Bulk delete sample

michaelraney · michaelraney · commit 0f7f581b10ec · 2025-01-10T10:58:03.000-05:00
bulk delete example for truncate and custom ttl.
diff --git a/scala/datastax-v4/aws-glue/bulk-delete/README.md b/scala/datastax-v4/aws-glue/bulk-delete/README.md
@@ -0,0 +1,85 @@
+## Glue Bulk Delete Example
+This example provides scala script for bulk delete for data in Amazon Keyspaces using AWS Glue.

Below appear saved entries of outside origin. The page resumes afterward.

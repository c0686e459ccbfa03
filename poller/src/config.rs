//! Configuración del poller, leída de variables de entorno.

use std::{env, str::FromStr, time::Duration};

pub const DEFAULT_TRACKER_URL: &str = "http://localhost:8080";
pub const DEFAULT_CHUNK_SIZE: usize = 100;
pub const DEFAULT_WAIT_SECS: u64 = 60;
pub const DEFAULT_QUERY_TIMEOUT_SECS: u64 = 30;
pub const DEFAULT_MAX_ATTEMPTS: u32 = 5;
pub const DEFAULT_BACKOFF_MS: u64 = 500;
pub const MAX_BACKOFF: Duration = Duration::from_secs(30);

/// URL base del tracker.
/// - En Docker: TRACKER_URL=http://tracker:8080
/// - Local: default http://localhost:8080
pub fn tracker_base_url() -> String {
    env::var("TRACKER_URL").unwrap_or_else(|_| DEFAULT_TRACKER_URL.to_string())
}

fn parse_or<T: FromStr>(raw: Option<String>, default: T) -> T {
    raw.and_then(|s| s.parse::<T>().ok()).unwrap_or(default)
}

#[derive(Debug, Clone, PartialEq, Eq)]
pub struct PollConfig {
    /// Máximo de ids por consulta al tracker.
    pub chunk_size: usize,
    /// Límite de cada consulta individual.
    pub query_timeout: Duration,
    /// Intentos por consulta ante errores transitorios (incluye el primero).
    pub max_attempts: u32,
    pub initial_backoff: Duration,
    pub max_backoff: Duration,
    /// Espera entre dos chequeos de una etapa en curso.
    pub wait: Duration,
}

impl Default for PollConfig {
    fn default() -> Self {
        Self {
            chunk_size: DEFAULT_CHUNK_SIZE,
            query_timeout: Duration::from_secs(DEFAULT_QUERY_TIMEOUT_SECS),
            max_attempts: DEFAULT_MAX_ATTEMPTS,
            initial_backoff: Duration::from_millis(DEFAULT_BACKOFF_MS),
            max_backoff: MAX_BACKOFF,
            wait: Duration::from_secs(DEFAULT_WAIT_SECS),
        }
    }
}

impl PollConfig {
    pub fn from_env() -> Self {
        Self::from_lookup(|key| env::var(key).ok())
    }

    /// Arma la config leyendo cada variable con `lookup`; las que faltan o no
    /// parsean toman el default.
    pub fn from_lookup(lookup: impl Fn(&str) -> Option<String>) -> Self {
        let get = |key: &str, default: u64| parse_or(lookup(key), default);
        Self {
            chunk_size: parse_or(lookup("POLL_CHUNK_SIZE"), DEFAULT_CHUNK_SIZE).max(1),
            query_timeout: Duration::from_secs(get(
                "STATUS_QUERY_TIMEOUT_SECS",
                DEFAULT_QUERY_TIMEOUT_SECS,
            )),
            max_attempts: parse_or(lookup("STATUS_QUERY_MAX_ATTEMPTS"), DEFAULT_MAX_ATTEMPTS)
                .max(1),
            initial_backoff: Duration::from_millis(get(
                "STATUS_QUERY_BACKOFF_MS",
                DEFAULT_BACKOFF_MS,
            )),
            max_backoff: MAX_BACKOFF,
            wait: Duration::from_secs(get("POLL_WAIT_SECS", DEFAULT_WAIT_SECS)),
        }
    }

    /// backoff = min(initial * 2^(attempt-1), max_backoff)
    pub fn backoff(&self, attempt: u32) -> Duration {
        let factor = 1u32.checked_shl(attempt.saturating_sub(1)).unwrap_or(u32::MAX);
        self.initial_backoff
            .checked_mul(factor)
            .unwrap_or(self.max_backoff)
            .min(self.max_backoff)
    }
}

This allows you to bulk delete or truncate a table from Amazon Keyspaces without setting up a spark cluster.
+
+## Prerequisites
+* Setup Spark Cassandra connector using provided [setup script](../)
+
+### Setup Bulk delete
+The following script sets up AWS Glue job to bulk delete from a Keyspaces table. The script takes the following parameters 
+* PARENT_STACK_NAME is the stack name used to create the spark cassandra connector with Glue. [setup script](../)

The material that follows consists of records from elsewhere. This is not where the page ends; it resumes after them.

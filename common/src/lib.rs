//! Autoría de máquinas de estado para pipelines batch y agregación de
//! estados de unidades de trabajo.

pub mod api;
pub mod choice;
pub mod error;
pub mod machine;
pub mod pipeline;
pub mod poll;
pub mod states;
pub mod status;

pub type StateName = String;
pub type UnitId = String;

pub use api::{
    ApiError, DescribeRequest, DescribeResponse, StatusOverrideRequest, SubmitRequest,
    SubmitResponse, UnitInfo, UnitReport,
};
pub use choice::{Condition, Operator, Predicate, Rule, ValueCategory};
pub use error::{SpecError, SpecResult};
pub use machine::StateMachine;
pub use pipeline::{
    plan, EntryPoint, PipelineAssembler, PipelineFlags, PipelineInput, ResourceCatalog, Stage,
    StageResources, SUCCEEDED_STATE,
};
pub use poll::AsyncPoller;
pub use states::{Choice, Fail, Record, State, Succeed, Task, TaskBuilder, Transition, Wait};
pub use status::{polling_outcome, Outcome, UnitStatus};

+* DELETE_STACK_NAME is the stack name used to create glue job. 
+* KEYSPACE_NAME and TABLE_NAME Keyspaces and table is the fully qualified name of the table you wish to bulk delete from.
+* S3URI is the S3 uri where the deleted records will be stored. By default it will use the s3 bucket from the parent stack. 
+* FORMAT can be json, csv, or parquet. parquet is recommended for ease of use with data loading, transformations, and using exports with Athena. default is parquet. 
+* DISTINCT_KEYS comma seperated list of keys to perform deletes. If left blank, deletes will be made by primary key. If only some keys are specified, the job will perform range deletes. Range deletes in keyspaces can delete up to 1000 rows.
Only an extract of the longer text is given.